Over 10.6 million children administered polio vaccine under UAE humanitarian drive

Dunya News

The campaign will be continued to the months of April and May.

ISLAMABAD (Web Desk) – More than 10.6 million children have been vaccinated against polio as a part of phase-3 of the Project to Assist Pakistan (UAE PAP).

UAE PAP has issued a final report of the vaccination campaign for March, showing 10,668,987 children under five including in the provinces of Khyber Pakhtunkhwa, Balochistan, and Sindh have been successfully administered polio drops.

The drive was launched in implementation of the directives of President Sheikh Khalifa bin Zayed Al Nahyan for providing humanitarian and developmental assistance to the friendly people of Pakistan, and as part of an initiative launched by Sheikh Mohamed bin Zayed Al Nahyan, Crown Prince of Abu Dhabi and Deputy Supreme Commander of the UAE Armed Forces, to eradicate polio in the world.

Under the slogan  Health for All - Better Future," vaccination teams will continue to the months of April and May to inoculate second and third doses of the vaccines to the minors.

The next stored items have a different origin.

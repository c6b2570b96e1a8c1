use thiserror::Error;

#[derive(Debug, Error)]
pub enum ChartError {
    #[error("serialization error: {0}")]
    Serialization(#[from] serde_json::Error),

    #[error("invalid SVG document: {0}")]
    InvalidSvg(#[from] roxmltree::Error),

    #[error("no embedded chart found in SVG document")]
    MissingChartMetadata,

    #[error("unknown tooth id: {0}")]
    UnknownTooth(String),
}

#[derive(Debug, Error, PartialEq, Eq)]
pub enum EditorError {
    #[error("no tooth is being edited")]
    NotEditing,

    #[error("tooth {0} is already open in the editor")]
    AlreadyEditing(String),

    #[error("symbol not in taxonomy: {0}")]
    UnknownSymbol(String),

    #[error("unknown tooth id: {0}")]
    UnknownTooth(String),
}
//! Shared constants for the chart renderer (all in SVG user units).

// ── Page & margins ──────────────────────────────────────────────────
pub(super) const DEFAULT_TOOTH_SIZE: f64 = 40.0;
pub(super) const DEFAULT_TOOTH_GAP: f64 = 6.0; // horizontal space between teeth
pub(super) const DEFAULT_ROW_GAP: f64 = 34.0; // vertical space between arch rows
pub(super) const DEFAULT_MARGIN: f64 = 20.0;
pub(super) const LABEL_HEIGHT: f64 = 14.0; // tooth number above each tooth
pub(super) const CAPTION_HEIGHT: f64 = 24.0; // recession/mobility lines below

// ── Tooth proportions (fractions of the tooth size) ─────────────────
pub(super) const INNER_FRACTION: f64 = 0.5; // central zone side / diameter
pub(super) const CORONA_INSET: f64 = 0.04; // ring sits just inside the outline
pub(super) const FRAME_OVERHANG: f64 = 0.12; // prosthesis frame beyond the tooth
pub(super) const ENDO_SIZE: f64 = 0.22; // side of the root canal triangle
pub(super) const ZONE_MARK_FONT: f64 = 0.22;
pub(super) const IMPLANT_FONT: f64 = 0.7;

// ── Stroke widths ───────────────────────────────────────────────────
pub(super) const OUTLINE_WIDTH: f64 = 1.0;
pub(super) const CORONA_WIDTH: f64 = 2.5;
pub(super) const ENDO_WIDTH: f64 = 1.8;
pub(super) const STRIKE_WIDTH: f64 = 2.5;
pub(super) const FRAME_WIDTH: f64 = 2.0;
pub(super) const MIDLINE_WIDTH: f64 = 1.0;

// ── Colors ──────────────────────────────────────────────────────────
pub(super) const NORMAL_FILL: &str = "#ffffff";
pub(super) const OUTLINE_COLOR: &str = "#333333";
pub(super) const ZONE_MARK_COLOR: &str = "#ffffff";
pub(super) const IMPLANT_COLOR: &str = "#2e7d32";
pub(super) const LABEL_COLOR: &str = "#1a1a1a";
pub(super) const CAPTION_COLOR: &str = "#555555";
pub(super) const MIDLINE_COLOR: &str = "#999999";
//! 終了コード (BSD sysexits.h 互換)

/// コマンドライン引数の誤り
pub const USAGE: i32 = 64;

/// 内部エラー
pub const SOFTWARE: i32 = 70;

/// 出力ファイルを作成できない
pub const CANTCREAT: i32 = 73;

The drive has reached 66 areas in Pakistan so far.

UAE vaccination campaign is being implemented in cooperation with the Pakistani leadership and with the aid of the Ministry of Health of Pakistan, the Ministries of Health in the provincial governments, the World Health Organisation, and UNICEF, and is administered under the supervision of medical staff specialists of those authorities.

Polio is a highly infectious disease that invades the nervous system and can cause irreversible paralysis in a matter of hours.

A $5.5 billion global eradication plan was launched in April with the aim of vaccinating 250 million children multiple times each year to stop the virus finding new footholds, and stepping up surveillance in more than 70 countries.

It is now endemic in only two countries, Pakistan and Afghanistan.

Pakistan’s polio cases are declining, with just 54 cases of polio virus reported last year, down more than 80 percent from 2014, when the country suffered a large spike in cases.

Efforts to eliminate polio in Pakistan have been complicated in recent years, as polio workers have faced attacks by militants who say the health teams are Western spies, or that the vaccines they administer are intended to sterilise children.

In January, a suicide bomber killed at least 15 people outside a polio eradication centre in the restive western city of Quetta, with two militant groups claiming responsibility.